El cuerpo del demonio explotó en pedazos, esparcidos por el borde lejano de la arena, sin dejar nada más que los ecos desvanecientes de la explosión y un silencio atónito.

Estaba muerto.

Un puñetazo.

Un golpe.

Todo había terminado.

Pero justo cuando la pelea terminó, y el polvo se asentó, Max notó algo —algo que hizo que sus ojos se estrecharan.

Los restos del demonio…

estaban desapareciendo.

Lo que quedaba del cadáver —trozos de carne, huesos rotos, incluso la sangre manchando el suelo— comenzó a disolverse en tenues corrientes de luz roja y dorada.

Las corrientes se retorcían de manera antinatural, fluyendo hacia el suelo de la arena como si fueran absorbidas.

Max observó en silencio cómo la arena misma tragaba los restos del demonio como algo vivo.

Y entonces lo sintió.

Un pulso.

De su mano.

Su Piedra de Esencia —aún firmemente agarrada— comenzó a vibrar.

Miró hacia abajo y vio partículas doradas de luz arremolinándose alrededor de la piedra, casi como luciérnagas atrapadas en una espiral.

Brillaban, bailando a cámara lenta, antes de hundirse lentamente en la superficie de la piedra.

Un momento después, un número tenue apareció en ella, brillando suavemente.

“300.”
Los ojos de Max se estrecharon.

«Estas partículas doradas…»
Las reconoció.

La textura, la sensación, el poder en el aire —era idéntico a lo que había encontrado en el templo.

La prueba para ascender a pisos superiores.

Cuando mató a los monstruos allí, estas mismas partículas doradas habían aparecido, y cada vez que las absorbía, su fuerza aumentaba.

En aquel entonces, le habían ayudado a subir tres niveles seguidos.

Antes de que pudiera pensar más, la voz de Blob resonó en su mente.

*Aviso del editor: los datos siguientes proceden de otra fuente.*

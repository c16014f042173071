//! Pseudo-Modification: a no-op stand-in returned when the platform makes
//! an operation meaningless, preserving the `Modification` capability set.

use crate::error::EnvResult;
use crate::modification::Modification;

/// Responds truthfully to every `Modification` query as a well-defined
/// no-op: `origin`/`request`/boolean coercion are `false`,
/// `add_flag`/`sub_flag`/`reset`/`purge` never raise.
#[derive(Clone, Copy, Debug)]
pub struct Pseudo {
    operation: &'static str,
}

impl Pseudo {
    pub fn new(operation: &'static str) -> Self {
        Self { operation }
    }

    pub fn operation(&self) -> &'static str {
        self.operation
    }
}

impl Modification for Pseudo {
    fn origin(&self) -> bool {
        false
    }

    fn request(&self) -> bool {
        false
    }

    fn add_flag(&self) -> EnvResult<()> {
        log::debug!(target: "termmode_core::pseudo", "{} is a no-op on this platform", self.operation);
        Ok(())
    }

    fn sub_flag(&self) -> EnvResult<()> {
        Ok(())
    }

    fn reset(&self) -> EnvResult<()> {
        Ok(())
    }

    fn purge(&self) {}
}

#[cfg(test)]
mod tests {
    use super::*;

    /// Every capability in the shared `Modification` set must return a
    /// well-defined value and never raise, regardless of platform.
    #[test]
    fn pseudo_is_a_well_defined_no_op_over_every_capability() {
        let p = Pseudo::new("ansi_in");
        assert!(!p.origin());
        assert!(!p.request());
        assert!(p.add_flag().is_ok());
        assert!(p.sub_flag().is_ok());
        assert!(p.reset().is_ok());
        p.purge();
    }
}
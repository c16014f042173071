//! The Platform Adapter: the only place OS vocabulary is allowed to leak
//! through. `termmode-io` provides the concrete POSIX, Windows, and mock
//! implementations of this trait; this crate only depends on the trait.

use crate::error::EnvResult;
use crate::model::{Axis, CcSpec, DriverState, FlagOp, StreamId, StreamSelector, Timing};

/// Minimal portable surface every platform backend implements.
///
/// Object-safe so the rest of the crate can hold `Box<dyn PlatformAdapter>`
/// without generic parameters leaking into `Coordinator`, `ModItem`, etc.
pub trait PlatformAdapter: Send + Sync {
    /// Resolves a symbolic selector to a concrete stream handle.
    fn handle(&self, selector: StreamSelector) -> EnvResult<StreamId>;

    /// Queries the current driver state of `stream`.
    fn get_state(&self, stream: StreamId) -> EnvResult<DriverState>;

    /// Applies `state` to `stream`. `timing` is the POSIX `tcsetattr`
    /// timing code; ignored on Windows.
    fn set_state(&self, stream: StreamId, state: &DriverState, timing: Timing) -> EnvResult<()>;

    /// Reads whether `bits` is currently asserted on `axis` of `state`.
    fn read_flag(&self, state: &DriverState, axis: Axis, bits: u64) -> EnvResult<bool>;

    /// Returns a copy of `state` with `bits` set or cleared on `axis`.
    fn write_flag(&self, state: &DriverState, axis: Axis, bits: u64, op: FlagOp) -> EnvResult<DriverState>;

    /// Reads the current value of a control-character slot.
    ///
    /// Windows adapters reject this with
    /// [`crate::error::EnvError::NotSupportedOnPlatform`].
    fn read_cc(&self, state: &DriverState, slot: crate::model::CtrlSlot) -> EnvResult<CcSpec>;

    /// Returns a copy of `state` with a control-character slot set to
    /// `value`. Windows adapters reject this the same way as `read_cc`.
    fn write_cc(
        &self,
        state: &DriverState,
        slot: crate::model::CtrlSlot,
        value: CcSpec,
    ) -> EnvResult<DriverState>;

    /// Checks the current platform build against `required_build`.
    /// No-op on POSIX; on Windows fails with
    /// [`crate::error::EnvError::BuildTooOld`] when `GetVersionEx` reports
    /// a lower build.
    fn build_check(&self, required_build: u32) -> EnvResult<()>;

    /// Short name for logging (`"posix"`, `"windows"`, `"mock"`, ...).
    fn name(&self) -> &'static str;
}

/// Symbolic constants exposed to callers so no component other than the
/// adapter mentions termios/console vocabulary directly.
pub mod consts {
    /// Windows build (as reported by `GetVersionEx`) that introduced
    /// `ENABLE_VIRTUAL_TERMINAL_INPUT`/`ENABLE_VIRTUAL_TERMINAL_PROCESSING`
    /// support (Windows 10 version 1607, "Anniversary Update").
    pub const VT_MODE_MIN_BUILD: u32 = 14393;

    /// Windows console-mode bits, under the `CMD_` prefix. Values match
    /// `wincon.h`; kept here (rather than only inside
    /// `termmode-io`) so a pure-function caller (e.g. the registry-edit
    /// string helper) can reference them on any target.
    pub const CMD_ENABLE_PROCESSED_INPUT: u32 = 0x0001;
    pub const CMD_ENABLE_LINE_INPUT: u32 = 0x0002;
    pub const CMD_ENABLE_ECHO_INPUT: u32 = 0x0004;
    pub const CMD_ENABLE_WINDOW_INPUT: u32 = 0x0008;
    pub const CMD_ENABLE_MOUSE_INPUT: u32 = 0x0010;
    pub const CMD_ENABLE_QUICK_EDIT_MODE: u32 = 0x0040;
    pub const CMD_ENABLE_EXTENDED_FLAGS: u32 = 0x0080;
    pub const CMD_ENABLE_VIRTUAL_TERMINAL_INPUT: u32 = 0x0200;
    pub const CMD_ENABLE_VIRTUAL_TERMINAL_PROCESSING: u32 = 0x0004;

    /// POSIX symbolic names, sourced from `libc` so their values always
    /// match the target's actual headers.
    #[cfg(unix)]
    pub mod posix {
        pub const ECHO: u64 = libc::ECHO as u64;
        pub const ICANON: u64 = libc::ICANON as u64;
        pub const ISIG: u64 = libc::ISIG as u64;
        pub const IEXTEN: u64 = libc::IEXTEN as u64;
        pub const IXON: u64 = libc::IXON as u64;
        pub const IXOFF: u64 = libc::IXOFF as u64;
        pub const OPOST: u64 = libc::OPOST as u64;
        pub const VMIN: usize = libc::VMIN;
        pub const VTIME: usize = libc::VTIME;
    }
}
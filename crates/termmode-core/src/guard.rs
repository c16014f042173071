//! Device-Error Guard: a scoped resource that intercepts "inappropriate
//! device" errors from operations run in its body and dispatches them to a
//! user-supplied action, separate from other error classes.

use crate::error::{EnvError, EnvResult};

/// Intended for callers that want to degrade gracefully when launched
/// under a non-TTY (piped, redirected, IDE console). Defaults re-raise:
/// an unset handler propagates the error unchanged.
#[derive(Default)]
pub struct InappropriateDeviceGuard<T> {
    on_inappropriate_device: Option<Box<dyn Fn(EnvError) -> T + Send + Sync>>,
    on_other: Option<Box<dyn Fn(EnvError) -> T + Send + Sync>>,
}

impl<T> InappropriateDeviceGuard<T> {
    pub fn new() -> Self {
        Self {
            on_inappropriate_device: None,
            on_other: None,
        }
    }

    /// Sets the action for `EnvError::NotATerminal` (POSIX errno 25,
    /// Windows error 6).
    pub fn on_inappropriate_device<F>(mut self, f: F) -> Self
    where
        F: Fn(EnvError) -> T + Send + Sync + 'static,
    {
        self.on_inappropriate_device = Some(Box::new(f));
        self
    }

    /// Sets the action for every other exception class escaping the body.
    pub fn on_other<F>(mut self, f: F) -> Self
    where
        F: Fn(EnvError) -> T + Send + Sync + 'static,
    {
        self.on_other = Some(Box::new(f));
        self
    }

    /// Runs `body`. The guard's exit value is whatever the selected action
    /// returns, or `body`'s own `Ok` value, or the original error if no
    /// handler is registered for its class (re-raise default).
    pub fn run<F>(&self, body: F) -> EnvResult<T>
    where
        F: FnOnce() -> EnvResult<T>,
    {
        match body() {
            Ok(v) => Ok(v),
            Err(e) if e.is_inappropriate_device() => match &self.on_inappropriate_device {
                Some(action) => Ok(action(e)),
                None => Err(e),
            },
            Err(e) => match &self.on_other {
                Some(action) => Ok(action(e)),
                None => Err(e),
            },
        }
    }
}

#[cfg(test)]
mod tests {
    use super::*;

    #[test]
    fn inappropriate_device_is_routed_to_its_own_handler() {
        let guard = InappropriateDeviceGuard::new()
            .on_inappropriate_device(|_| "handled")
            .on_other(|_| "other");

        let result = guard.run(|| Err(EnvError::NotATerminal { source: None }));
        assert_eq!(result.unwrap(), "handled");
    }

    #[test]
    fn other_errors_go_to_on_other() {
        let guard = InappropriateDeviceGuard::new()
            .on_inappropriate_device(|_| "handled")
            .on_other(|_| "other");

        let result = guard.run(|| {
            Err(EnvError::ApplyFailed {
                source: std::io::Error::new(std::io::ErrorKind::Other, "boom"),
            })
        });
        assert_eq!(result.unwrap(), "other");
    }

    #[test]
    fn unset_handler_re_raises() {
        let guard: InappropriateDeviceGuard<()> = InappropriateDeviceGuard::new();
        let result = guard.run(|| Err(EnvError::NotATerminal { source: None }));
        assert!(result.is_err());
    }
}
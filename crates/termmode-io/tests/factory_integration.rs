//! Integration tests for the platform adapter factory.
//!
//! These tests verify that `current_adapter()` selects the right backend
//! for the host platform and that it is safely callable more than once.

use termmode_core::model::StreamSelector;
use termmode_io::current_adapter;

#[test]
fn current_adapter_selects_the_host_backend() {
    let adapter = current_adapter();

    #[cfg(unix)]
    assert_eq!(adapter.name(), "posix");

    #[cfg(windows)]
    assert_eq!(adapter.name(), "windows");
}

#[test]
fn current_adapter_is_callable_more_than_once() {
    let first = current_adapter();
    let second = current_adapter();

    assert_eq!(first.name(), second.name());
}

#[test]
fn handle_resolves_every_standard_stream_selector() {
    let adapter = current_adapter();

    for selector in [StreamSelector::Stdin, StreamSelector::Stdout, StreamSelector::Stderr] {
        adapter
            .handle(selector)
            .unwrap_or_else(|e| panic!("handle({selector:?}) failed: {e}"));
    }
}

/// POSIX's `build_check` is a no-op regardless of the required build —
/// there is no platform version gate on that side.
#[cfg(unix)]
#[test]
fn build_check_is_a_no_op_on_posix() {
    let adapter = current_adapter();
    assert!(adapter.build_check(u32::MAX).is_ok());
}
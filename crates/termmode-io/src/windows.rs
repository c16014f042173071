//! Windows backend: console-mode bits through `winapi`, one stream handle
//! per standard device. `CtrlChar` axis operations are rejected with
//! `NotSupportedOnPlatform`; callers reach for `Pseudo` there instead (see
//! `termmode-core::ops::no_interrupt_char`).

use std::io;
use std::ptr;

use winapi::shared::minwindef::DWORD;
use winapi::um::consoleapi::{GetConsoleMode, SetConsoleMode};
use winapi::um::handleapi::INVALID_HANDLE_VALUE;
use winapi::um::processenv::GetStdHandle;
use winapi::um::winbase::{STD_ERROR_HANDLE, STD_INPUT_HANDLE, STD_OUTPUT_HANDLE};
use winapi::um::winnt::HANDLE;

use termmode_core::adapter::PlatformAdapter;
use termmode_core::error::{EnvError, EnvResult};
use termmode_core::model::{Axis, CcSpec, CtrlSlot, DriverState, FlagOp, StreamId, StreamSelector, Timing, WindowsState};

fn std_handle(selector: StreamSelector) -> EnvResult<HANDLE> {
    let id = match selector {
        StreamSelector::Stdin => STD_INPUT_HANDLE,
        StreamSelector::Stdout => STD_OUTPUT_HANDLE,
        StreamSelector::Stderr => STD_ERROR_HANDLE,
    };
    let handle = unsafe { GetStdHandle(id) };
    if handle.is_null() || handle == INVALID_HANDLE_VALUE {
        return Err(EnvError::InvalidHandle { selector });
    }
    Ok(handle)
}

fn get_mode(handle: HANDLE) -> EnvResult<DWORD> {
    let mut mode: DWORD = 0;
    if unsafe { GetConsoleMode(handle, &mut mode) } == 0 {
        let err = io::Error::last_os_error();
        return Err(EnvError::NotATerminal { source: Some(err) });
    }
    Ok(mode)
}

/// Reports the running Windows build via the registry's
/// `CurrentBuildNumber` value, avoiding the version-lie `GetVersionEx`
/// returns for processes without an explicit application manifest.
fn current_build() -> EnvResult<u32> {
    use winapi::um::winnt::REG_SZ;
    use winapi::um::winreg::{RegGetValueW, HKEY_LOCAL_MACHINE};

    let subkey: Vec<u16> = "SOFTWARE\\Microsoft\\Windows NT\\CurrentVersion"
        .encode_utf16()
        .chain(std::iter::once(0))
        .collect();
    let value: Vec<u16> = "CurrentBuildNumber".encode_utf16().chain(std::iter::once(0)).collect();
    let mut buf = [0u16; 32];
    let mut buf_len: DWORD = (buf.len() * 2) as DWORD;

    let status = unsafe {
        RegGetValueW(
            HKEY_LOCAL_MACHINE,
            subkey.as_ptr(),
            value.as_ptr(),
            REG_SZ,
            ptr::null_mut(),
            buf.as_mut_ptr() as *mut _,
            &mut buf_len,
        )
    };
    if status != 0 {
        return Err(EnvError::ApplyFailed {
            source: io::Error::new(io::ErrorKind::Other, "RegGetValueW(CurrentBuildNumber) failed"),
        });
    }
    let len = buf.iter().position(|&c| c == 0).unwrap_or(buf.len());
    let text = String::from_utf16_lossy(&buf[..len]);
    text.parse::<u32>().map_err(|_| EnvError::ApplyFailed {
        source: io::Error::new(io::ErrorKind::InvalidData, "CurrentBuildNumber was not an integer"),
    })
}

/// Talks to the real console through `winapi`'s `GetConsoleMode`/
/// `SetConsoleMode`. Mirrors the POSIX adapter's statelessness: every
/// call re-queries the handle rather than caching it.
#[derive(Debug, Default, Clone, Copy)]
pub struct WindowsAdapter;

impl WindowsAdapter {
    pub fn new() -> Self {
        Self
    }
}

impl PlatformAdapter for WindowsAdapter {
    fn handle(&self, selector: StreamSelector) -> EnvResult<StreamId> {
        let handle = std_handle(selector)?;
        Ok(StreamId::new(selector, handle as i64))
    }

    fn get_state(&self, stream: StreamId) -> EnvResult<DriverState> {
        let mode = get_mode(stream.raw as HANDLE)?;
        Ok(DriverState::Windows(WindowsState { mode }))
    }

    fn set_state(&self, stream: StreamId, state: &DriverState, _timing: Timing) -> EnvResult<()> {
        let w = state
            .as_windows()
            .ok_or(EnvError::NotSupportedOnPlatform { operation: "set_state (non-Windows state)" })?;
        if unsafe { SetConsoleMode(stream.raw as HANDLE, w.mode) } == 0 {
            return Err(EnvError::ApplyFailed { source: io::Error::last_os_error() });
        }
        Ok(())
    }

    fn read_flag(&self, state: &DriverState, _axis: Axis, bits: u64) -> EnvResult<bool> {
        let w = state
            .as_windows()
            .ok_or(EnvError::NotSupportedOnPlatform { operation: "read_flag (non-Windows state)" })?;
        Ok(w.mode as u64 & bits == bits)
    }

    fn write_flag(&self, state: &DriverState, _axis: Axis, bits: u64, op: FlagOp) -> EnvResult<DriverState> {
        let w = state
            .as_windows()
            .ok_or(EnvError::NotSupportedOnPlatform { operation: "write_flag (non-Windows state)" })?;
        let mut mode = w.mode as u64;
        match op {
            FlagOp::Set => mode |= bits,
            FlagOp::Clear => mode &= !bits,
        }
        Ok(DriverState::Windows(WindowsState { mode: mode as DWORD }))
    }

    fn read_cc(&self, _state: &DriverState, _slot: CtrlSlot) -> EnvResult<CcSpec> {
        Err(EnvError::NotSupportedOnPlatform { operation: "read_cc" })
    }

    fn write_cc(&self, _state: &DriverState, _slot: CtrlSlot, _value: CcSpec) -> EnvResult<DriverState> {
        Err(EnvError::NotSupportedOnPlatform { operation: "write_cc" })
    }

    fn build_check(&self, required_build: u32) -> EnvResult<()> {
        let actual = current_build()?;
        if actual < required_build {
            return Err(EnvError::BuildTooOld { required: required_build, actual });
        }
        Ok(())
    }

    fn name(&self) -> &'static str {
        "windows"
    }
}
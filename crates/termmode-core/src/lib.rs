//! Platform-agnostic core of the terminal-mode controller.
//!
//! Mutates a stream's driver state through a [`adapter::PlatformAdapter`],
//! tracks every outstanding modification in a process-wide
//! [`registry::Coordinator`], and guarantees LIFO rollback before process
//! exit. This crate never mentions termios or console-mode vocabulary by
//! name; `termmode-io` supplies the concrete adapters.

pub mod adapter;
pub mod composite;
pub mod error;
pub mod guard;
pub mod mod_item;
pub mod model;
pub mod modification;
pub mod ops;
pub mod pseudo;
pub mod registry;
pub mod snapshot;

pub mod prelude {
    //! Re-exports the surface most callers need in one `use`.
    pub use crate::adapter::{consts, PlatformAdapter};
    pub use crate::composite::Composite;
    pub use crate::error::{EnvError, EnvResult};
    pub use crate::guard::InappropriateDeviceGuard;
    pub use crate::mod_item::ModItem;
    pub use crate::model::{
        Axis, CcSpec, CtrlChars, CtrlSlot, DriverState, FlagOp, ModValue, PosixState,
        StreamId, StreamSelector, Timing, WindowsState,
    };
    pub use crate::modification::Modification;
    pub use crate::pseudo::Pseudo;
    pub use crate::registry::Coordinator;
}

—Sí, esas partículas doradas brillantes en la piedra?

Eso es esencia vital —igual que lo que absorbiste en el templo —dijo la pequeña criatura, con tono tranquilo e informativo—.

Pero esto…

esto es más refinado.

Es más puro.

Más fuerte.

El agarre de Max sobre la piedra se apretó.

—Si absorbes esta esencia —continuó Blob—, definitivamente aumentará tu fuerza.

Incluso podrías alcanzar el Nivel 2 del Rango Adepto.

Pero no será suficiente por sí solo.

Necesitarás algunas victorias más —recolectar más esencia vital— antes de poder realmente avanzar.

Max asintió en silencio.

Así que así funcionaba la torre.

Matar.

Ganar.

Absorber.

Esencia vital refinada como recompensa.

Un camino pavimentado no solo con sangre —sino con oportunidad.